6. Further Covenants of the Company.
(a) Dilution or Impairments. The Company will not, by amendment of its
certificate or articles of incorporation or through any reorganization,
transfer of assets, consolidation, merger, dissolution, issue or sale
of securities or any other voluntary action, avoid or seek to avoid the
observance or performance of any of the terms of the Warrants or of
this Warrant Agreement, but will at all times in good faith assist in
the carrying out of all such terms and in the taking of all such action
as may be necessary or appropriate in order to protect the rights of
the Warrant holders against dilution or other impairment. Without
limiting the generality of the foregoing, the Company:
(i) shall at all times reserve and keep available, solely for issuance and
delivery upon the exercise of the Warrants, all shares of Common Stock
(or Other Securities) from time to time issuable upon the exercise of
the Warrants and shall take all necessary actions to ensure that the
par value per share, if any, of the Common Stock (or Other Securities)
is at all times equal to or less than the then effective Purchase Price
per share;
(ii) will take all such action as may be necessary or appropriate in order
that the Company may validly and legally issue fully paid and
nonassessable shares of Common Stock or Other Securities upon the
exercise of the Warrants from time to time outstanding;
(iii) will not issue any capital stock of any class which is preferred as to
dividends or as to the distribution of assets upon voluntary or
involuntary dissolution, liquidation or winding-up, unless the rights
of the holders thereof shall be limited to a fixed sum or percentage of
par value in respect of participation in dividends and in any such
distribution of assets; and
(iv) will not transfer all or substantially all of its properties and assets
to any person (corporate or otherwise), or consolidate with or merge
into any other person or permit any such person to consolidate with or
merge into the Company (if the Company is not the surviving
corporation), unless such other person shall expressly assume in
writing and will be bound by all the terms of this Warrant Agreement
and the Warrants.
(b) Title to Stock. All shares of Common Stock delivered upon the exercise
of the Warrants shall be validly issued, fully paid and nonassessable;
each Warrant holder shall, upon such delivery, receive good and
marketable title to the Shares, free and clear of all voting and other
trust arrangements, liens, encumbrances, equities and claims
whatsoever; and the Company shall have paid all taxes, if any, in
respect of the issuance thereof.
(c) Remedies. The Company stipulates that the remedies at law of the
Warrant holder or any holder of Shares in the event of any default or
threatened default by the Company in the performance of or compliance
with any of the terms of this Warrant Agreement or the Warrants are not
and will not be adequate and that such terms may be specifically
enforced by a decree for the specific performance of any agreement
contained herein or in the Warrants or by an injunction against a
violation of any of the terms hereof or thereof or otherwise.
(d) Exchange of Warrants.
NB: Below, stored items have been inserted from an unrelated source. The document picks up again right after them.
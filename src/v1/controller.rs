use std::fs;
use std::path::Path;

use nix::unistd::Pid;

use crate::common::{self, ControllerOpt, WrapIoResult, WrappedIoError, CGROUP_PROCS};

pub(super) trait Controller {
    type Error: From<WrappedIoError>;
    type Resource;

    /// Adds a new task specified by its pid to the cgroup
    fn add_task(pid: Pid, cgroup_path: &Path) -> Result<(), Self::Error> {
        fs::create_dir_all(cgroup_path).wrap_create_dir(cgroup_path)?;
        common::write_cgroup_file(cgroup_path.join(CGROUP_PROCS), pid)?;
        Ok(())
    }

    /// Applies resource restrictions to the cgroup
    fn apply(controller_opt: &ControllerOpt, cgroup_root: &Path) -> Result<(), Self::Error>;

    /// Checks if the controller needs to handle this request
    fn needs_to_handle<'a>(controller_opt: &'a ControllerOpt) -> Option<&'a Self::Resource>;
}
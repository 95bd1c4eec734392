use std::collections::HashMap;
use std::fmt::Display;
use std::fs;
use std::num::ParseIntError;
use std::path::{Path, PathBuf};

use serde::Serialize;

use super::common;
use crate::common::{WrapIoResult, WrappedIoError};

pub(crate) trait StatsProvider {
    type Error;
    type Stats;

    fn stats(cgroup_path: &Path) -> Result<Self::Stats, Self::Error>;
}

/// Reports the statistics for a cgroup
#[derive(Debug, Serialize, Default)]
pub struct Stats {
    /// Cpu statistics for the cgroup
    pub cpu: CpuStats,
    /// Pid statistics for the cgroup
    pub pids: PidStats,
    /// Hugetlb statistics for the cgroup
    pub hugetlb: HashMap<String, HugeTlbStats>,
    /// Blkio statistics for the cgroup
    pub blkio: BlkioStats,
    /// Memory statistics for the cgroup
    pub memory: MemoryStats,
}

/// Reports the cpu statistics for a cgroup
#[derive(Debug, Default, Serialize)]
pub struct CpuStats {
    /// Cpu usage statistics for the cgroup
    pub usage: CpuUsage,
    /// Cpu Throttling statistics for the cgroup
    pub throttling: CpuThrottling,
    /// Pressure Stall Information
    pub psi: PSIStats,
}

/// Reports the cpu usage for a cgroup
#[derive(Debug, Default, PartialEq, Eq, Serialize)]
pub struct CpuUsage {
    /// Cpu time consumed by tasks in total
    pub usage_total: u64,
    /// Cpu time consumed by tasks in user mode
    pub usage_user: u64,
    /// Cpu time consumed by tasks in kernel mode
    pub usage_kernel: u64,
    /// Cpu time consumed by tasks itemized per core
    pub per_core_usage_total: Vec<u64>,
    /// Cpu time consumed by tasks in user mode itemized per core
    pub per_core_usage_user: Vec<u64>,
    /// Cpu time consumed by tasks in kernel mode itemized per core
    pub per_core_usage_kernel: Vec<u64>,
}

/// Reports the cpu throttling for a cgroup
#[derive(Debug, Default, PartialEq, Eq, Serialize)]
pub struct CpuThrottling {
    /// Number of period intervals (as specified in cpu.cfs_period_us) that have elapsed
    pub periods: u64,
    /// Number of period intervals where tasks have been throttled because they exhausted their quota
    pub throttled_periods: u64,
    /// Total time duration for which tasks have been throttled
    pub throttled_time: u64,
}

/// Reports memory stats for a cgroup
#[derive(Debug, Default, Serialize)]
pub struct MemoryStats {
    /// Usage of memory
    pub memory: MemoryData,
    /// Usage of memory and swap
    pub memswap: MemoryData,
    /// Usage of kernel memory
    pub kernel: MemoryData,
    /// Usage of kernel tcp memory
    pub kernel_tcp: MemoryData,
    /// Page cache in bytes
    pub cache: u64,
    /// Returns true if hierarchical accounting is enabled
    pub hierarchy: bool,
    /// Various memory statistics
    pub stats: HashMap<String, u64>,
    /// Pressure Stall Information
    pub psi: PSIStats,
}

/// Reports memory stats for one type of memory
#[derive(Debug, Default, PartialEq, Eq, Serialize)]
pub struct MemoryData {
    /// Usage in bytes
    pub usage: u64,
    /// Maximum recorded usage in bytes
    pub max_usage: u64,
    /// Number of times memory usage hit limits
    pub fail_count: u64,
    /// Memory usage limit
    pub limit: u64,
}

/// Reports pid stats for a cgroup
#[derive(Debug, Default, PartialEq, Eq, Serialize)]
pub struct PidStats {
    /// Current number of active pids
    pub current: u64,
    /// Allowed number of active pids (0 means no limit)
    pub limit: u64,
}

/// Reports block io stats for a cgroup
#[derive(Debug, Default, PartialEq, Serialize)]
pub struct BlkioStats {
    // Number of bytes transferred to/from a device by the cgroup
    pub service_bytes: Vec<BlkioDeviceStat>,
    // Number of I/O operations performed on a device by the cgroup
    pub serviced: Vec<BlkioDeviceStat>,
    // Time in milliseconds that the cgroup had access to a device
    pub time: Vec<BlkioDeviceStat>,
    // Number of sectors transferred to/from a device by the cgroup
    pub sectors: Vec<BlkioDeviceStat>,
    // Total time between request dispatch and request completion
    pub service_time: Vec<BlkioDeviceStat>,
    // Total time spend waiting in the scheduler queues for service
    pub wait_time: Vec<BlkioDeviceStat>,
    // Number of requests queued for I/O operations
    pub queued: Vec<BlkioDeviceStat>,
    // Number of requests merged into requests for I/O operations
    pub merged: Vec<BlkioDeviceStat>,
    /// Pressure Stall Information
    pub psi: PSIStats,
}

/// Reports single stat value for a specific device
#[derive(Debug, PartialEq, Eq, Clone, Serialize, PartialOrd, Ord)]
pub struct BlkioDeviceStat {
    /// Major device number
    pub major: u64,
    /// Minor device number
    pub minor: u64,
    /// Operation type
    pub op_type: Option<String>,
    /// Stat value
    pub value: u64,
}

impl Display for BlkioDeviceStat {
    fn fmt(&self, f: &mut std::fmt::Formatter<'_>) -> std::fmt::Result {
        if let Some(op_type) = &self.op_type {
            write!(
                f,
                "{}:{} {} {}",
                self.major, self.minor, op_type, self.value
            )
        } else {
            write!(f, "{}:{} {}", self.major, self.minor, self.value)
        }
    }
}

/// Reports hugetlb stats for a cgroup
#[derive(Debug, Default, PartialEq, Eq, Serialize)]
pub struct HugeTlbStats {
    /// Current usage in bytes
    pub usage: u64,
    /// Maximum recorded usage in bytes
    pub max_usage: u64,
    /// Number of allocation failures due to HugeTlb usage limit
    pub fail_count: u64,
}

/// Reports Pressure Stall Information for a cgroup
#[derive(Debug, Default, PartialEq, Serialize)]
pub struct PSIStats {
    /// Percentage of walltime that some (one or more) tasks were delayed due to lack of resources
    pub some: PSIData,
    /// Percentage of walltime in which all tasks were delayed by lack of resources
    pub full: PSIData,
}

#[derive(Debug, Default, PartialEq, Serialize)]
pub struct PSIData {
    /// Running average over the last 10 seconds
    pub avg10: f64,
    /// Running average over the last 60 seconds
    pub avg60: f64,
    /// Running average over the last 300 seconds
    pub avg300: f64,
}

#[derive(thiserror::Error, Debug)]
pub enum SupportedPageSizesError {
    #[error("io error: {0}")]
    Io(#[from] std::io::Error),
    #[error("failed to parse value {value}: {err}")]
    Parse { value: String, err: ParseIntError },
    #[error("failed to determine page size from {dir_name}")]
    Failed { dir_name: String },
}

/// Reports which hugepage sizes are supported by the system
pub fn supported_page_sizes() -> Result<Vec<String>, SupportedPageSizesError> {
    let mut sizes = Vec::new();
    for hugetlb_entry in fs::read_dir("/sys/kernel/mm/hugepages")? {
        let hugetlb_entry = hugetlb_entry?;
        if !hugetlb_entry.path().is_dir() {
            continue;
        }

        let dir_name = hugetlb_entry.file_name();
        // this name should always be valid utf-8,
        // so can unwrap without any checks
        let dir_name = dir_name.to_str().unwrap();

        sizes.push(extract_page_size(dir_name)?);
    }

    Ok(sizes)
}

fn extract_page_size(dir_name: &str) -> Result<String, SupportedPageSizesError> {
    if let Some(size) = dir_name
        .strip_prefix("hugepages-")
        .and_then(|name_stripped| name_stripped.strip_suffix("kB"))
    {
        let size: u64 = size.parse().map_err(|err| SupportedPageSizesError::Parse {
            value: size.into(),
            err,
        })?;

        let size_moniker = if size >= (1 << 20) {
            (size >> 20).to_string() + "GB"
        } else if size >= (1 << 10) {
            (size >> 10).to_string() + "MB"
        } else {
            size.to_string() + "KB"
        };

        return Ok(size_moniker);
    }

    Err(SupportedPageSizesError::Failed {
        dir_name: dir_name.into(),
    })
}

/// Parses this string slice into an u64
/// # Example
/// ```
/// use libcgroups::stats::parse_value;
///
/// let value = parse_value("32").unwrap();
/// assert_eq!(value, 32);
/// ```
pub fn parse_value(value: &str) -> Result<u64, ParseIntError> {
    value.parse()
}

/// Parses a single valued file to an u64
/// # Example
/// ```no_run
/// use std::path::Path;
/// use libcgroups::stats::parse_single_value;
///
/// let value = parse_single_value(&Path::new("memory.current")).unwrap();
/// assert_eq!(value, 32);
/// ```
pub fn parse_single_value(file_path: &Path) -> Result<u64, WrappedIoError> {
    let value = common::read_cgroup_file(file_path)?;
    let value = value.trim();
    if value == "max" {
        return Ok(u64::MAX);
    }

    value
        .parse()
        .map_err(|err| std::io::Error::new(std::io::ErrorKind::InvalidData, err))
        .wrap_other(file_path)
}

#[derive(thiserror::Error, Debug)]
pub enum ParseFlatKeyedDataError {
    #[error("io error: {0}")]
    WrappedIo(#[from] WrappedIoError),
    #[error("flat keyed data at {path} contains entries that do not conform to 'key value'")]
    DoesNotConform { path: PathBuf },
    #[error("failed to parse value {value} from {path}")]
    FailedToParse {
        value: String,
        path: PathBuf,
        err: ParseIntError,
    },
}

/// Parses a file that is structured according to the flat keyed format
pub(crate) fn parse_flat_keyed_data(
    file_path: &Path,
) -> Result<HashMap<String, u64>, ParseFlatKeyedDataError> {
    let mut stats = HashMap::new();
    let keyed_data = common::read_cgroup_file(file_path)?;
    for entry in keyed_data.lines() {
        let entry_fields: Vec<&str> = entry.split_ascii_whitespace().collect();
        if entry_fields.len() != 2 {
            return Err(ParseFlatKeyedDataError::DoesNotConform {
                path: file_path.to_path_buf(),
            });
        }

        stats.insert(
            entry_fields[0].to_owned(),
            entry_fields[1]
                .parse()
                .map_err(|err| ParseFlatKeyedDataError::FailedToParse {
                    value: entry_fields[0].into(),
                    path: file_path.to_path_buf(),
                    err,
                })?,
        );
    }

    Ok(stats)
}

#[derive(thiserror::Error, Debug)]
pub enum ParseNestedKeyedDataError {
    #[error("io error: {0}")]
    WrappedIo(#[from] WrappedIoError),
    #[error("nested keyed data at {path} contains entries that do not conform to key format")]
    DoesNotConform { path: PathBuf },
}

/// Parses a file that is structured according to the nested keyed format
pub fn parse_nested_keyed_data(
    file_path: &Path,
) -> Result<HashMap<String, Vec<String>>, ParseNestedKeyedDataError> {
    let mut stats: HashMap<String, Vec<String>> = HashMap::new();
    let keyed_data = common::read_cgroup_file(file_path)?;
    for entry in keyed_data.lines() {
        let entry_fields: Vec<&str> = entry.split_ascii_whitespace().collect();
        if entry_fields.len() < 2 || !entry_fields[1..].iter().all(|p| p.contains('=')) {
            return Err(ParseNestedKeyedDataError::DoesNotConform {
                path: file_path.to_path_buf(),
            });
        }

        stats.insert(
            entry_fields[0].to_owned(),
            entry_fields[1..]
                .iter()
                .copied()
                .map(|p| p.to_owned())
                .collect(),
        );
    }

    Ok(stats)
}

#[derive(thiserror::Error, Debug)]
pub enum ParseDeviceNumberError {
    #[error("failed to parse device number from {device}: expected 2 parts, found {numbers}")]
    TooManyNumbers { device: String, numbers: usize },
    #[error("failed to parse device number from {device}: {err}")]
    MalformedNumber { device: String, err: ParseIntError },
}

pub(crate) fn parse_device_number(device: &str) -> Result<(u64, u64), ParseDeviceNumberError> {
    let numbers: Vec<&str> = device.split_terminator(':').collect();
    if numbers.len() != 2 {
        return Err(ParseDeviceNumberError::TooManyNumbers {
            device: device.into(),
            numbers: numbers.len(),
        });
    }

    Ok((
        numbers[0]
            .parse()
            .map_err(|err| ParseDeviceNumberError::MalformedNumber {
                device: device.into(),
                err,
            })?,
        numbers[1]
            .parse()
            .map_err(|err| ParseDeviceNumberError::MalformedNumber {
                device: device.into(),
                err,
            })?,
    ))
}

#[derive(thiserror::Error, Debug)]
pub enum PidStatsError {
    #[error("io error: {0}")]
    WrappedIo(#[from] WrappedIoError),
    #[error("failed to parse current pids: {0}")]
    ParseCurrent(ParseIntError),
    #[error("failed to parse pids limit: {0}")]
    ParseLimit(ParseIntError),
}

/// Returns cgroup pid statistics
pub fn pid_stats(cgroup_path: &Path) -> Result<PidStats, PidStatsError> {
    let mut stats = PidStats::default();

    let current = common::read_cgroup_file(cgroup_path.join("pids.current"))?;
    stats.current = current
        .trim()
        .parse()
        .map_err(PidStatsError::ParseCurrent)?;

    let limit =
        common::read_cgroup_file(cgroup_path.join("pids.max")).map(|l| l.trim().to_owned())?;
    if limit != "max" {
        stats.limit = limit.parse().map_err(PidStatsError::ParseLimit)?;
    }

    Ok(stats)
}

pub fn psi_stats(psi_file: &Path) -> Result<PSIStats, WrappedIoError> {
    let mut stats = PSIStats::default();

    let psi = common::read_cgroup_file(psi_file)?;
    for line in psi.lines() {
        match &line[0..4] {
            "some" => stats.some = parse_psi(&line[4..], psi_file)?,
            "full" => stats.full = parse_psi(&line[4..], psi_file)?,
            _ => continue,
        }
    }

    Ok(stats)
}

fn parse_psi(stat_line: &str, path: &Path) -> Result<PSIData, WrappedIoError> {
    use std::io::{Error, ErrorKind};

    let mut psi_data = PSIData::default();

    for kv in stat_line.split_ascii_whitespace() {
        match kv.split_once('=') {
            Some(("avg10", v)) => {
                psi_data.avg10 = v
                    .parse()
                    .map_err(|err| Error::new(ErrorKind::InvalidData, err))
                    .wrap_other(path)?
            }
            Some(("avg60", v)) => {
                psi_data.avg60 = v
                    .parse()
                    .map_err(|err| Error::new(ErrorKind::InvalidData, err))
                    .wrap_other(path)?
            }
            Some(("avg300", v)) => {
                psi_data.avg300 = v
                    .parse()
                    .map_err(|err| Error::new(ErrorKind::InvalidData, err))
                    .wrap_other(path)?
            }
            _ => continue,
        }
    }

    Ok(psi_data)
}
Subject to Section 2(a) hereof, upon surrender
for exchange of any Warrant to the Company, the Company at its expense
will promptly issue and deliver to or upon the order of the holder
thereof a new Warrant or like tenor, in the name of such holder or as
such holder (upon payment by such Warrant holder of any applicable
transfer taxes) may direct, calling in the aggregate for the purchase
of the number of shares of the Common Stock called for on the face or
faces of the Warrant or Warrants so surrendered. The Warrants and all
rights thereunder are transferable in whole or in part upon the books
of the Company by the registered holder thereof, subject to the
provisions of Section 2(a), in person or by duly authorized attorney,
upon surrender of the Warrant, duly endorsed, at the principal office
of the Company.
(e) Replacement of Warrants. Upon receipt of evidence reasonably
satisfactory to the Company of the loss, theft, destruction or
mutilation of any Warrant and, in the case of any such loss, theft or
destruction, upon delivery of an indemnity agreement reasonably
satisfactory in form and amount to the Company or, in the case of any
such mutilation, upon surrender and cancellation of such Warrant, the
Company, at the expense of the Warrant holder, will execute and
deliver, in lieu thereof, a new Warrant of like tenor.
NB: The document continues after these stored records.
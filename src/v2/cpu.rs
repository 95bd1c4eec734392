use anyhow::{bail, Context, Result};
use std::{borrow::Cow, path::Path};

use crate::{
    common::{self, ControllerOpt},
    stats::{CpuUsage, StatsProvider},
};

use oci_spec::runtime::LinuxCpu;

use super::controller::Controller;

const CGROUP_CPU_WEIGHT: &str = "cpu.weight";
const CGROUP_CPU_MAX: &str = "cpu.max";
const CGROUP_CPU_MAX_BURST: &str = "cpu.max.burst";
const CGROUP_CPU_IDLE: &str = "cpu.idle";
const UNRESTRICTED_QUOTA: &str = "max";
const MAX_CPU_WEIGHT: u64 = 10000;

const CPU_STAT: &str = "cpu.stat";

pub struct Cpu {}

impl Controller for Cpu {
    fn apply(controller_opt: &ControllerOpt, path: &Path) -> Result<()> {
        if let Some(cpu) = &controller_opt.resources.cpu() {
            Self::apply(path, cpu).context("failed to apply cpu resource restrictions")?;
        }

        Ok(())
    }
}

impl StatsProvider for Cpu {
    type Stats = CpuUsage;

    fn stats(cgroup_path: &Path) -> Result<Self::Stats> {
        let mut stats = CpuUsage::default();

        let stat_content = common::read_cgroup_file(cgroup_path.join(CPU_STAT))?;
        for entry in stat_content.lines() {
            let parts: Vec<&str> = entry.split_ascii_whitespace().collect();
            if parts.len() != 2 {
                continue;
            }

            let value = parts[1].parse()?;
            match parts[0] {
                "usage_usec" => stats.usage_total = value,
                "user_usec" => stats.usage_user = value,
                "system_usec" => stats.usage_kernel = value,
                _ => continue,
            }
        }

        Ok(stats)
    }
}

impl Cpu {
    fn apply(path: &Path, cpu: &LinuxCpu) -> Result<()> {
        if Self::is_realtime_requested(cpu) {
            bail!("realtime is not supported on cgroup v2 yet");
        }

        if let Some(mut shares) = cpu.shares() {
            shares = Self::convert_shares_to_cgroup2(shares);
            if shares != 0 {
                // will result in Erno 34 (numerical result out of range) otherwise
                common::write_cgroup_file(path.join(CGROUP_CPU_WEIGHT), shares)?;
            }
        }

        if let Some(cpu_burst) = cpu.burst() {
            common::write_cgroup_file(path.join(CGROUP_CPU_MAX_BURST), cpu_burst)?;
        }

        let cpu_max_file = path.join(CGROUP_CPU_MAX);
        let new_cpu_max: Option<Cow<str>> = match (cpu.quota(), cpu.period()) {
            (None, Some(period)) => Self::create_period_only_value(&cpu_max_file, period)?,
            (Some(quota), None) if quota >= 0 => Some(quota.to_string().into()),
            (Some(quota), None) if quota < 0 => Some(UNRESTRICTED_QUOTA.into()),
            (Some(quota), Some(period)) if quota >= 0 => {
                Some(format!("{} {}", quota, period).into())
            }
            (Some(quota), Some(period)) if quota < 0 => {
                Some(format!("{} {}", UNRESTRICTED_QUOTA, period).into())
            }
            _ => None,
        };

        // format is 'quota period'
        // the kernel default is 'max 100000'
        // 250000 250000 -> 1 CPU worth of runtime every 250ms
        // 10000 50000 -> 20% of one CPU every 50ms
        if let Some(cpu_max) = new_cpu_max {
            common::write_cgroup_file_str(&cpu_max_file, &cpu_max)?;
        }

        if let Some(idle) = cpu.idle() {
            common::write_cgroup_file(path.join(CGROUP_CPU_IDLE), idle)?;
        }

        Ok(())
    }

    fn convert_shares_to_cgroup2(shares: u64) -> u64 {
        if shares == 0 {
            return 0;
        }

        let weight = 1 + ((shares - 2) * 9999) / 262142;
        weight.min(MAX_CPU_WEIGHT)
    }

    fn is_realtime_requested(cpu: &LinuxCpu) -> bool {
        if cpu.realtime_period().is_some() {
            return true;
        }

        if cpu.realtime_runtime().is_some() {
            return true;
        }

        false
    }

    fn create_period_only_value(cpu_max_file: &Path, period: u64) -> Result<Option<Cow<str>>> {
        let old_cpu_max = common::read_cgroup_file(cpu_max_file)?;
        if let Some(old_quota) = old_cpu_max.split_whitespace().next() {
            return Ok(Some(format!("{} {}", old_quota, period).into()));
        }
        Ok(None)
    }
}
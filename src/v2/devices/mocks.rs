// Here we duplicate the signatures of external functions and apply
// the mockall::automock macro to generate mock modules for use
// in tests, allowing us to exercise code paths without eg making syscalls

#[cfg_attr(test, automock())]
pub mod libc {
    #[cfg(target_env = "musl")]
    #[allow(non_camel_case_types)]
    pub type __rlimit_resource_t = libc::c_int;

    #[cfg(not(target_env = "musl"))]
    #[allow(non_camel_case_types)]
    pub type __rlimit_resource_t = libc::__rlimit_resource_t;

    pub fn setrlimit(_resource: __rlimit_resource_t, _rlim: *const libc::rlimit) -> libc::c_int {
        unimplemented!();
    }
}

#[cfg_attr(test, automock())]
pub mod libbpf_sys {
    pub fn bpf_prog_load(
        _type_: libbpf_sys::bpf_prog_type,
        _name: *const ::std::os::raw::c_char,
        _license: *const ::std::os::raw::c_char,
        _insns: *const libbpf_sys::bpf_insn,
        _insns_cnt: libbpf_sys::size_t,
        _opts: *const libbpf_sys::bpf_prog_load_opts,
    ) -> ::std::os::raw::c_int {
        unimplemented!();
    }

    pub fn bpf_prog_query(
        _target_fd: ::std::os::raw::c_int,
        _type_: libbpf_sys::bpf_attach_type,
        _query_flags: libbpf_sys::__u32,
        _attach_flags: *mut libbpf_sys::__u32,
        _prog_ids: *mut libbpf_sys::__u32,
        _prog_cnt: *mut libbpf_sys::__u32,
    ) -> ::std::os::raw::c_int {
        unimplemented!();
    }

    pub fn bpf_prog_get_fd_by_id(_id: libbpf_sys::__u32) -> ::std::os::raw::c_int {
        unimplemented!();
    }

    pub fn bpf_prog_detach2(
        _prog_fd: ::std::os::raw::c_int,
        _attachable_fd: ::std::os::raw::c_int,
        _type_: libbpf_sys::bpf_attach_type,
    ) -> ::std::os::raw::c_int {
        unimplemented!();
    }

    pub fn bpf_prog_attach(
        _prog_fd: ::std::os::raw::c_int,
        _attachable_fd: ::std::os::raw::c_int,
        _type_: libbpf_sys::bpf_attach_type,
        _flags: ::std::os::raw::c_uint,
    ) -> ::std::os::raw::c_int {
        unimplemented!();
    }
}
(f) Reporting by the Company. The Company agrees that during the term of
the Warrants it will use its best efforts to keep current in the filing
of all forms and other materials, if any, which it may be required to
file with the appropriate regulatory authority pursuant to the
Securities Exchange Act of 1934, as amended (the "Exchange Act"), and
all other forms and reports required to be filed with any regulatory
authority having jurisdiction over the Company.
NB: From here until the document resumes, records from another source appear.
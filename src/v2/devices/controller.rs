use std::os::unix::io::AsRawFd;
use std::path::Path;

#[cfg(test)]
use bpf::mock_prog as bpf_prog;
#[cfg(not(test))]
use bpf::prog as bpf_prog;
use nix::fcntl::OFlag;
use nix::sys::stat::Mode;
use oci_spec::runtime::LinuxDeviceCgroup;

use super::bpf::BpfError;
use super::program::ProgramError;
use super::*;
use crate::common::{self, default_device_rules, ControllerOpt};
use crate::v2::controller::Controller;

const LICENSE: &str = "Apache";

pub struct Devices {}

#[derive(thiserror::Error, Debug)]
pub enum DevicesControllerError {
    #[error("bpf error: {0}")]
    Bpf(#[from] BpfError),
    #[error("nix error: {0}")]
    Nix(#[from] nix::Error),
    #[error("program error: {0}")]
    Program(#[from] ProgramError),
}

impl Controller for Devices {
    type Error = DevicesControllerError;

    fn apply(
        controller_opt: &ControllerOpt,
        cgroup_root: &Path,
    ) -> Result<(), DevicesControllerError> {
        #[cfg(not(feature = "cgroupsv2_devices"))]
        return Ok(());

        #[cfg(feature = "cgroupsv2_devices")]
        return Self::apply_devices(cgroup_root, controller_opt.resources.devices());
    }
}

impl Devices {
    pub fn apply_devices(
        cgroup_root: &Path,
        linux_devices: &Option<Vec<LinuxDeviceCgroup>>,
    ) -> Result<(), DevicesControllerError> {
        tracing::debug!("Apply Devices cgroup config");

        // FIXME: should we start as "deny all"?
        let mut emulator = emulator::Emulator::with_default_allow(false);

        // FIXME: apply user-defined and default rules in which order?
        if let Some(devices) = linux_devices {
            for d in devices {
                tracing::debug!("apply user defined rule: {:?}", d);
                emulator.add_rule(d);
            }
        }

        for d in default_device_rules() {
            tracing::debug!("apply default rule: {:?}", d);
            emulator.add_rule(&d);
        }

        let prog = program::Program::from_rules(&emulator.rules, emulator.default_allow)?;

        // Increase `ulimit -l` limit to avoid BPF_PROG_LOAD error (#2167).
        // This limit is not inherited into the container.
        bpf_prog::bump_memlock_rlimit()?;
        let prog_fd = bpf_prog::load(LICENSE, prog.bytecodes())?;

        // FIXME: simple way to attach BPF program
        //  1. get list of existing attached programs
        //  2. attach this program (not use BPF_F_REPLACE, see below)
        //  3. detach all programs of 1
        //
        // runc will use BPF_F_REPLACE to replace currently attached program if:
        //   1. BPF_F_REPLACE is supported by kernel
        //   2. there is exactly one attached program
        // https://github.com/opencontainers/runc/blob/8e6871a3b14bb74e0ef358aca3b9f8f9cb80f041/libcontainer/cgroups/ebpf/ebpf_linux.go#L165
        //
        // IMHO, this is too complicated, and in most cases, we just attach program once without
        // already attached programs.

        // get the fd of the cgroup root
        let fd = nix::dir::Dir::open(
            cgroup_root.as_os_str(),
            OFlag::O_RDONLY | OFlag::O_DIRECTORY,
            Mode::from_bits(0o600).unwrap(),
        )?;

        // collect the programs attached to this cgroup
        let old_progs = bpf_prog::query(fd.as_raw_fd())?;
        // attach our new program
        bpf_prog::attach(prog_fd, fd.as_raw_fd())?;
        // detach all previous programs
        for old_prog in old_progs {
            bpf_prog::detach2(old_prog.fd, fd.as_raw_fd())?;
        }

        Ok(())
    }
}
(g) Fractional Shares. No fractional Shares are to be issued upon the
exercise of any Warrant, but the Company shall pay a cash adjustment in
respect of any fraction of a share which would otherwise be issuable in
an amount equal to such fraction multiplied by the closing price which
shall be the last reported sales price regular way or, in case no such
reported sales takes place on such day, the average of the closing bid
and asked prices regular way, on the principal national securities
exchange in the United States on which the Common Stock is listed or
admitted to trading, or if the Common Stock is not listed or admitted
to trading on any such national securities exchange, the average of the
highest reported bid and lowest reported asked price as furnished by
the National Association of Securities Dealers, Inc. through its
automated quotation system ("Nasdaq") or a similar organization if
Nasdaq is no longer reporting such information.
7. Other Warrant Holders: Holders of Shares.
The Warrants are issued upon the following terms, to all of which each
Warrant holder by the taking thereof consents and agrees: (a) any person who
shall become a transferee, within the limitations on transfer imposed by Section
2(a) hereof, of a Warrant properly endorsed shall take such Warrant subject to
the provisions of Section 2(a) hereof and thereupon shall be authorized to
represent himself as absolute owner thereof and, subject to the restrictions
contained in this Warrant Agreement, shall be empowered to transfer absolute
title by endorsement and delivery thereof to a permitted bona fide purchaser for
value; (b) any person who shall become a holder or owner of Shares shall take
such shares subject to the provisions of Section 2(b) hereof; (c) each prior
taker or owner waives and renounces all of his equities or rights in such
Warrant in favor of each such permitted bona fide purchaser, and each such
permitted bona fide purchaser shall acquire absolute title thereto and to all
rights presented thereby; and (d) until such time as the respective Warrant is
transferred on the books of the Company, the Company may treat the registered
holder thereof as the absolute owner thereof for all purposes, notwithstanding
any notice to the contrary.
8. Miscellaneous.
All notices, certificates and other communications from or at the
request of the Company to any Warrant holder shall be mailed by first class,
registered or certified mail, postage prepaid, to such address as may have been
furnished to the Company in writing by such Warrant holder, or, until an address
is so furnished, to the address of the last holder of such Warrant who has so
furnished an address to the Company, except as otherwise provided herein. This
Warrant Agreement and any of the terms hereof may be changed, waived, discharged
or terminated only by an instrument in writing signed by the party against which
enforcement of such change, waiver, discharge or termination is sought. This
Warrant Agreement shall be construed and enforced in accordance with and
governed by the laws of the State of Texas. The headings in this Warrant
Agreement are for purposes of reference only and shall not limit or otherwise
affect any of the terms hereof. This Warrant Agreement, together with the forms
of instruments annexed hereto as exhibits, constitutes the full and complete
agreement of the parties hereto with respect to the subject matter hereof.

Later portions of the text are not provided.